* **Goal of the exercise**: Copy nothing from the entries below except the lines from the one containing "pub struct AudioConfig" through the one containing "clips over HTTP", and copy those exactly.

* **Data for processing**:
= Beginning of Section =

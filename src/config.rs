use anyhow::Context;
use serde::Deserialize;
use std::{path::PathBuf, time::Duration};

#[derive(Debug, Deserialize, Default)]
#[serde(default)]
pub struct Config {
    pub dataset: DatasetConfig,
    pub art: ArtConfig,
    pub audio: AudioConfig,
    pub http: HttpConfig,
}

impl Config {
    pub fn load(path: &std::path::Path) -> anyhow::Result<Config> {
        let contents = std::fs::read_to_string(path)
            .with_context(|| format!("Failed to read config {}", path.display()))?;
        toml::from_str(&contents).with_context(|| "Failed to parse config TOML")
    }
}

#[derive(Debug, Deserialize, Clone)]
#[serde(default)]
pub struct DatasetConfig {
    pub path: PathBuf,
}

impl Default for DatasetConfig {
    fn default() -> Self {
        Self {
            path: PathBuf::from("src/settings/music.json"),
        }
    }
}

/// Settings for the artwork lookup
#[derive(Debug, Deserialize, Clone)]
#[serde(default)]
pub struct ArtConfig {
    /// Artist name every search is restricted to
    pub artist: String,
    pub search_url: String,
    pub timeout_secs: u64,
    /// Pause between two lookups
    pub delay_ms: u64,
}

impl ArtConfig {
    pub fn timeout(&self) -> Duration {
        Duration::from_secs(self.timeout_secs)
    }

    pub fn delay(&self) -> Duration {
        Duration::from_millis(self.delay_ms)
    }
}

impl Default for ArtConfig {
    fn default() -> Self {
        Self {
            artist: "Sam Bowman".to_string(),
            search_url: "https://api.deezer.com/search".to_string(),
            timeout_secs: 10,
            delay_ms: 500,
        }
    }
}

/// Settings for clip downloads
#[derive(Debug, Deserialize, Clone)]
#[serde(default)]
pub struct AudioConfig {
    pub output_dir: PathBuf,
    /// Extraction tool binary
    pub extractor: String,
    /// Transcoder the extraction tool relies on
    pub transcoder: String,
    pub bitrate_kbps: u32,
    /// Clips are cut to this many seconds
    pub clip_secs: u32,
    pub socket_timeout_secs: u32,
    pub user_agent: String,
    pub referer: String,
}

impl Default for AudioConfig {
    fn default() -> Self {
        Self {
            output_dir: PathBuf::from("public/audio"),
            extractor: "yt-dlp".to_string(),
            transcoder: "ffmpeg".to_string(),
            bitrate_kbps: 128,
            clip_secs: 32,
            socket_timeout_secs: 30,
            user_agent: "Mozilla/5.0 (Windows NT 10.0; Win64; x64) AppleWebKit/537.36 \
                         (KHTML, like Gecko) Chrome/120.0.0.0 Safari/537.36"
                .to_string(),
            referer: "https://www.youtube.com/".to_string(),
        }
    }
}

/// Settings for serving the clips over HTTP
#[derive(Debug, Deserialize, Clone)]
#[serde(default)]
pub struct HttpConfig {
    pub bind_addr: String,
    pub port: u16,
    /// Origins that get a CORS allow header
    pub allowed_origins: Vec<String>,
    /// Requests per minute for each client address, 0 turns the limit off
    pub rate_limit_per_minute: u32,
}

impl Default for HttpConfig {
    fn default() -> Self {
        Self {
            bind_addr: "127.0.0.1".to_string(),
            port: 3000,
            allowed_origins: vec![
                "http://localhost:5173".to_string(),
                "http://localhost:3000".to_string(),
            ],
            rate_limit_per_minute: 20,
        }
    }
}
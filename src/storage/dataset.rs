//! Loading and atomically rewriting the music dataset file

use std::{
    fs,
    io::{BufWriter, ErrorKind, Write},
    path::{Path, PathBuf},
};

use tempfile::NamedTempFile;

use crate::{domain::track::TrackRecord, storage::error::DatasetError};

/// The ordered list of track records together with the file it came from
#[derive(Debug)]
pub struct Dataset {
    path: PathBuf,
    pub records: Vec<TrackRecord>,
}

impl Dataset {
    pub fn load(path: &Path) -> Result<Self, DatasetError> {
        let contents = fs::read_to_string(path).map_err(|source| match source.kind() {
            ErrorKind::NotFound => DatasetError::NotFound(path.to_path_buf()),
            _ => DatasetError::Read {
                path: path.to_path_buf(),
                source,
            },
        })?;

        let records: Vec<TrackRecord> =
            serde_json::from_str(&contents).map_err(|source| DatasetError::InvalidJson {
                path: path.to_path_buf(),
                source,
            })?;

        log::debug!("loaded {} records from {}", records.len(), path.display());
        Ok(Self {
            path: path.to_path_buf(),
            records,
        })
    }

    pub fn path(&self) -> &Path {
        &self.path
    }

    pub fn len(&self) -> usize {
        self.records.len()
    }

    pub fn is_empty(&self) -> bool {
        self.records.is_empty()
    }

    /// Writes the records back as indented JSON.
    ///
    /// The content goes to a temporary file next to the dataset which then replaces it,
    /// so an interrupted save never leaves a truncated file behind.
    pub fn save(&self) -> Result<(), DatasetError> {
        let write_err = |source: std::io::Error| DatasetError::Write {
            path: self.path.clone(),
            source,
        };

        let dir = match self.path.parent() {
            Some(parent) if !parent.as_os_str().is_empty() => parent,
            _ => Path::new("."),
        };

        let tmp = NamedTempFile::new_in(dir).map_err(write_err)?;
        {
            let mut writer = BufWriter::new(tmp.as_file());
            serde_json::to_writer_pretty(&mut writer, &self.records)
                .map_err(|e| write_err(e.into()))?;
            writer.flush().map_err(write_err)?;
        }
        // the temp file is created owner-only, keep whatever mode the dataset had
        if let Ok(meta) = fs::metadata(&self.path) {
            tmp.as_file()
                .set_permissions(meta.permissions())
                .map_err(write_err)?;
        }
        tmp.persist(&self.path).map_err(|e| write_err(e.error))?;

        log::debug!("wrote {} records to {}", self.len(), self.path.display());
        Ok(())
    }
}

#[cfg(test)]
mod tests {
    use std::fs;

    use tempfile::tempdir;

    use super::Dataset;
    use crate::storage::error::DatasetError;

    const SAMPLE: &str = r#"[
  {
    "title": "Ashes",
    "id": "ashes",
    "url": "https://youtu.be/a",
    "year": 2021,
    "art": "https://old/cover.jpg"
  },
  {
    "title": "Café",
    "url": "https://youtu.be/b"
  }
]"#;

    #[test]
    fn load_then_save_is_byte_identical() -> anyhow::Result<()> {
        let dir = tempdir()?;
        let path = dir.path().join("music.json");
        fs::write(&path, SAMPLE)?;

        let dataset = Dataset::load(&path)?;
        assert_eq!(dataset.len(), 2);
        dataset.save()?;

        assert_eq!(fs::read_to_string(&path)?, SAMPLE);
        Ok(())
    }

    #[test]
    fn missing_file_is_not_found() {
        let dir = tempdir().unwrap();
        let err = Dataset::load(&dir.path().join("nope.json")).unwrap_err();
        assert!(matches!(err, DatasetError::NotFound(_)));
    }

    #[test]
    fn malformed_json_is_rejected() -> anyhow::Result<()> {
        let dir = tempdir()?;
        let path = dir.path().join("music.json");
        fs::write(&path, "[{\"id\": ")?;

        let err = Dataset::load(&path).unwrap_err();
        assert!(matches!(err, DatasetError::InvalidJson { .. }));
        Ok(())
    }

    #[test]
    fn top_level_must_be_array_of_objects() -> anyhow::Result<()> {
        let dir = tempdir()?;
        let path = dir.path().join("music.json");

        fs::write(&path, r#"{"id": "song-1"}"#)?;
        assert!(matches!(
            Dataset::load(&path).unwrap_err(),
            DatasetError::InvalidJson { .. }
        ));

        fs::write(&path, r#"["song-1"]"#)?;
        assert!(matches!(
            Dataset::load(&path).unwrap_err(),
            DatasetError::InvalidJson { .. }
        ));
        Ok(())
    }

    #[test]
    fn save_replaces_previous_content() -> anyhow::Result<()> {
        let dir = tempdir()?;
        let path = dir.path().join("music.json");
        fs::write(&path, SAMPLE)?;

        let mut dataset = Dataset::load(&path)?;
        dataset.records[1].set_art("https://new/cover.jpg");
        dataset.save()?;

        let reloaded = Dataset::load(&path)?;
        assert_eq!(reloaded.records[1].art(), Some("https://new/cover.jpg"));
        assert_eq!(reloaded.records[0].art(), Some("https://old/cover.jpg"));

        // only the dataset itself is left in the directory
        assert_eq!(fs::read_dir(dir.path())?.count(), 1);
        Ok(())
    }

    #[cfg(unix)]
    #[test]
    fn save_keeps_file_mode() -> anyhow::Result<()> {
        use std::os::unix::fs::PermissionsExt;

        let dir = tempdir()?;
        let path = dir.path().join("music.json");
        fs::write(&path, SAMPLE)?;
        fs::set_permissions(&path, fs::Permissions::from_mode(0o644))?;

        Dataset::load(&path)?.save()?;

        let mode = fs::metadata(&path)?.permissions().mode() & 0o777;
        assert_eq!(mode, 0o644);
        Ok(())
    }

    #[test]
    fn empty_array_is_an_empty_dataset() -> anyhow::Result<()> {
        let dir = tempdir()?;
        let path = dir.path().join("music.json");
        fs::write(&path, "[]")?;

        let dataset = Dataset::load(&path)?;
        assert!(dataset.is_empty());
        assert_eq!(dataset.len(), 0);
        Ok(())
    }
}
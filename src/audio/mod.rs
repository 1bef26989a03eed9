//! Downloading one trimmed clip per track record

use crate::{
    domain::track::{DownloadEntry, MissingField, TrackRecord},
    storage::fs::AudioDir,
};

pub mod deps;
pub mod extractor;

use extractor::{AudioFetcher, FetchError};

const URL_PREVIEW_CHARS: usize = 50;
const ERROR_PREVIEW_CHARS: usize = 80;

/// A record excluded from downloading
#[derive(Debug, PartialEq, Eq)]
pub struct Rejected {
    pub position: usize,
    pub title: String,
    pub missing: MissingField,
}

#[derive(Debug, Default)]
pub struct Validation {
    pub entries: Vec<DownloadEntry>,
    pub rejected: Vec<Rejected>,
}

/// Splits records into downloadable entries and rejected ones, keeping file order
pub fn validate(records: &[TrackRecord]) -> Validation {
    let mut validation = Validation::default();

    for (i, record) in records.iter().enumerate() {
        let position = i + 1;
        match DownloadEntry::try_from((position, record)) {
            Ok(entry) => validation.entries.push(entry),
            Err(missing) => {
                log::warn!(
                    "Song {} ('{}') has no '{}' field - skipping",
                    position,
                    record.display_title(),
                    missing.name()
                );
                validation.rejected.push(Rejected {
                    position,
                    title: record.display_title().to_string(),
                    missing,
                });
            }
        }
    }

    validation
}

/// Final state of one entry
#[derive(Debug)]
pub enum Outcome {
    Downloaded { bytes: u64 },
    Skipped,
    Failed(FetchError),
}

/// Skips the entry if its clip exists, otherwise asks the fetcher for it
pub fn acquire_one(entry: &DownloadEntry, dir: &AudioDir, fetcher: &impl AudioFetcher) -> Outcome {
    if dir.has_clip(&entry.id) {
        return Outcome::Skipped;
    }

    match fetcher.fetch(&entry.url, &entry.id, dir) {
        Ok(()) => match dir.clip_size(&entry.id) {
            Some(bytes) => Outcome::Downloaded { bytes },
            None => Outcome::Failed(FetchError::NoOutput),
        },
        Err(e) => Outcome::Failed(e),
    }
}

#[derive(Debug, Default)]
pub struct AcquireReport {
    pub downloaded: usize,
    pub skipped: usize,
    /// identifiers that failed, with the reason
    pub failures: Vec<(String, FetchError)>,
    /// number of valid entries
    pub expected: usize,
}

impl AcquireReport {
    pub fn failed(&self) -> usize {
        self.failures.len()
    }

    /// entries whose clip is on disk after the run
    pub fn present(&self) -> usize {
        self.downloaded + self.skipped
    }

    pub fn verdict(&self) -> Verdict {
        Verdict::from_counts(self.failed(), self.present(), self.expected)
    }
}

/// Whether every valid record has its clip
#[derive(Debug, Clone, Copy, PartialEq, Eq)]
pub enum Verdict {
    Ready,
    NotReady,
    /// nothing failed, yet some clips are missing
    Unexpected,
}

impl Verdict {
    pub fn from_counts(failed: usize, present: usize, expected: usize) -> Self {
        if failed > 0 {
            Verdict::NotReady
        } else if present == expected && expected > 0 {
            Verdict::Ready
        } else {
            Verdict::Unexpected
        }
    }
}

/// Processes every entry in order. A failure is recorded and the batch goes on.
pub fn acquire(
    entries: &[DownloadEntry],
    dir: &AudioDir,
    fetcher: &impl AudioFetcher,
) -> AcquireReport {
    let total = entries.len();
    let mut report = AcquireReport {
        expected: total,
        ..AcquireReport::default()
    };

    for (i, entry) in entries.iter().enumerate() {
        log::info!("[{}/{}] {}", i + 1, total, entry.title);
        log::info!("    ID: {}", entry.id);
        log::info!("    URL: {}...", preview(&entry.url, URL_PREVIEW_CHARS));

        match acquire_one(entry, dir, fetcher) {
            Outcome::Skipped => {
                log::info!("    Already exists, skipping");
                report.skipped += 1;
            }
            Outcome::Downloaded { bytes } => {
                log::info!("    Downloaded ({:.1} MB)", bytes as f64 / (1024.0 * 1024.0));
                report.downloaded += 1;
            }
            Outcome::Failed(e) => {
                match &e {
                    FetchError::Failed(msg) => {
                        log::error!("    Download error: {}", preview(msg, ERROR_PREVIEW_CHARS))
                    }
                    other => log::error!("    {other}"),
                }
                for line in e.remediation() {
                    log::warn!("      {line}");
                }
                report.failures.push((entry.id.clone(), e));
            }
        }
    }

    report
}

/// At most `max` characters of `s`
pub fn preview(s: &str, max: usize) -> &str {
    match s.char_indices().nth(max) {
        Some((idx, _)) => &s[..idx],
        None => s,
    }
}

= End of Section =

* **Task answer**:
pub struct AudioConfig {
    pub output_dir: PathBuf,
    /// Extraction tool binary
    pub extractor: String,
    /// Transcoder the extraction tool relies on
    pub transcoder: String,
    pub bitrate_kbps: u32,
    /// Clips are cut to this many seconds
    pub clip_secs: u32,
    pub socket_timeout_secs: u32,
    pub user_agent: String,
    pub referer: String,
}

impl Default for AudioConfig {
    fn default() -> Self {
        Self {
            output_dir: PathBuf::from("public/audio"),
            extractor: "yt-dlp".to_string(),
            transcoder: "ffmpeg".to_string(),
            bitrate_kbps: 128,
            clip_secs: 32,
            socket_timeout_secs: 30,
            user_agent: "Mozilla/5.0 (Windows NT 10.0; Win64; x64) AppleWebKit/537.36 \
                         (KHTML, like Gecko) Chrome/120.0.0.0 Safari/537.36"
                .to_string(),
            referer: "https://www.youtube.com/".to_string(),
        }
    }
}

/// Settings for serving the clips over HTTP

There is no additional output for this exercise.